Dans un arrêt du 24 septembre, repéré par le site dédié aux collectivités locales Localtis, le Conseil d’Etat a rappelé qu’un maire n’avait pas le pouvoir de décider de la culture en plein champ d’organismes génétiquement modifiés (OGM) sur son territoire.

Comme pour l’implantation d’antennes-relais de téléphonie mobile (voir JDLE), la plus haute juridiction administrative a recadré l’autorité municipale, en lui rappelant qu’elle ne disposait pas de la police spéciale concernant les OGM, celle-ci relevant de l’Etat.

En l’espèce, le maire de Valence avait pris, le 28 août 2008, un arrêté municipal interdisant pendant trois ans la culture de plantes génétiquement modifiées en plein champ dans certaines zones du plan d’occupation des sols. Après avoir été déféré par le préfet de la Drôme devant le tribunal administratif de Grenoble, l’arrêté a été annulé le 17 mars 2009. Une annulation confirmée par la cour d’appel de Lyon le 30 juin 2010 et désormais par le Conseil d’Etat.

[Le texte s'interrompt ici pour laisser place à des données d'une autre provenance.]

use crate::constants::FIELD_WIDTH;
use crate::snapshot::Side;
use nalgebra::Vector3;
use std::collections::HashMap;

/// External positional-assignment service: maps an agent number to its
/// expected home position for the current side. The real implementation
/// lives with the region mapper outside this crate; hosts inject whatever
/// they have.
pub trait HomePositionProvider {
    fn expected_position(&self, number: u32, side: Side) -> Vector3<f32>;
}

/// Table-backed provider. Positions are stored for the Home side and
/// mirrored along x for Away.
#[derive(Debug, Clone, Default)]
pub struct FixedHomePositions {
    positions: HashMap<u32, Vector3<f32>>,
}

impl FixedHomePositions {
    pub fn new(positions: HashMap<u32, Vector3<f32>>) -> Self {
        FixedHomePositions { positions }
    }

    pub fn insert(&mut self, number: u32, position: Vector3<f32>) {
        self.positions.insert(number, position);
    }
}

impl HomePositionProvider for FixedHomePositions {
    fn expected_position(&self, number: u32, side: Side) -> Vector3<f32> {
        let home = self
            .positions
            .get(&number)
            .copied()
            .unwrap_or_else(|| Vector3::new(FIELD_WIDTH / 2.0, 5000.0, 0.0));

        match side {
            Side::Home => home,
            Side::Away => Vector3::new(FIELD_WIDTH - home.x, home.y, 0.0),
        }
    }
}
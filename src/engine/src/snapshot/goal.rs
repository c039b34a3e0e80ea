use crate::constants::{FIELD_WIDTH, GOAL_MAX_Y, GOAL_MIN_Y};
use crate::snapshot::Side;
use nalgebra::Vector3;
use serde::{Deserialize, Serialize};

/// One goal mouth: two pole endpoints on a goal line. The top pole is the
/// one with the larger y coordinate.
#[derive(Debug, Clone, Copy, PartialEq, Serialize, Deserialize)]
pub struct Goal {
    top_pole: Vector3<f32>,
    bottom_pole: Vector3<f32>,
}

impl Goal {
    pub fn new(top_pole: Vector3<f32>, bottom_pole: Vector3<f32>) -> Self {
        Goal {
            top_pole,
            bottom_pole,
        }
    }

    /// The goal defended by `side`. Home defends the x = 0 line.
    pub fn defense(side: Side) -> Goal {
        match side {
            Side::Home => Goal::on_line(0.0),
            Side::Away => Goal::on_line(FIELD_WIDTH),
        }
    }

    /// The goal attacked by `side`.
    pub fn attack(side: Side) -> Goal {
        Goal::defense(side.opposite())
    }

    fn on_line(x: f32) -> Goal {
        Goal {
            top_pole: Vector3::new(x, GOAL_MAX_Y, 0.0),
            bottom_pole: Vector3::new(x, GOAL_MIN_Y, 0.0),
        }
    }

    #[inline]
    pub fn top_pole(&self) -> Vector3<f32> {
        self.top_pole
    }

    #[inline]
    pub fn bottom_pole(&self) -> Vector3<f32> {
        self.bottom_pole
    }

    pub fn center(&self) -> Vector3<f32> {
        (self.top_pole + self.bottom_pole) / 2.0
    }
}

«Lorsque les organismes génétiquement modifiés sont des plantes, semences ou plants, l’autorité administrative compétente est le ministre chargé de l’agriculture (qui doit toutefois recueillir l’accord du ministre de l’environnement)», estiment les conseillers d’Etat. La police spéciale de la dissémination volontaire d’OGM (chargée de prévenir toute atteinte à l’environnement et à la santé publique pouvant résulter de l’introduction de ces organismes dans l’environnement) revient donc à l’Etat. Un maire ne peut s’y substituer, même au nom du principe de précaution, tel qu’il est défini par l’article 5 de la Charte de l’environnement.

Pour clarifier définitivement la situation, le Conseil d’Etat rappelle que le maire reste compétent pour prendre «toutes les mesures de police générale nécessaires au bon ordre, à la sûreté, à la sécurité, et à la salubrité publiques», mais ne peut en aucun cas s’immiscer dans la police spéciale des OGM en édictant une réglementation locale.

Ces édiles ne sont pas pour autant exclus de la procédure sur les OGM. En vertu de l’article 2 du décret du 18 octobre 1993, «les maires des communes dans lesquelles la dissémination est envisagée sont destinataires du dossier technique accompagnant la demande d’autorisation et peuvent organiser, ou [c'est] au préfet d’organiser, des réunions d’information auxquelles participe le demandeur ou son représentant».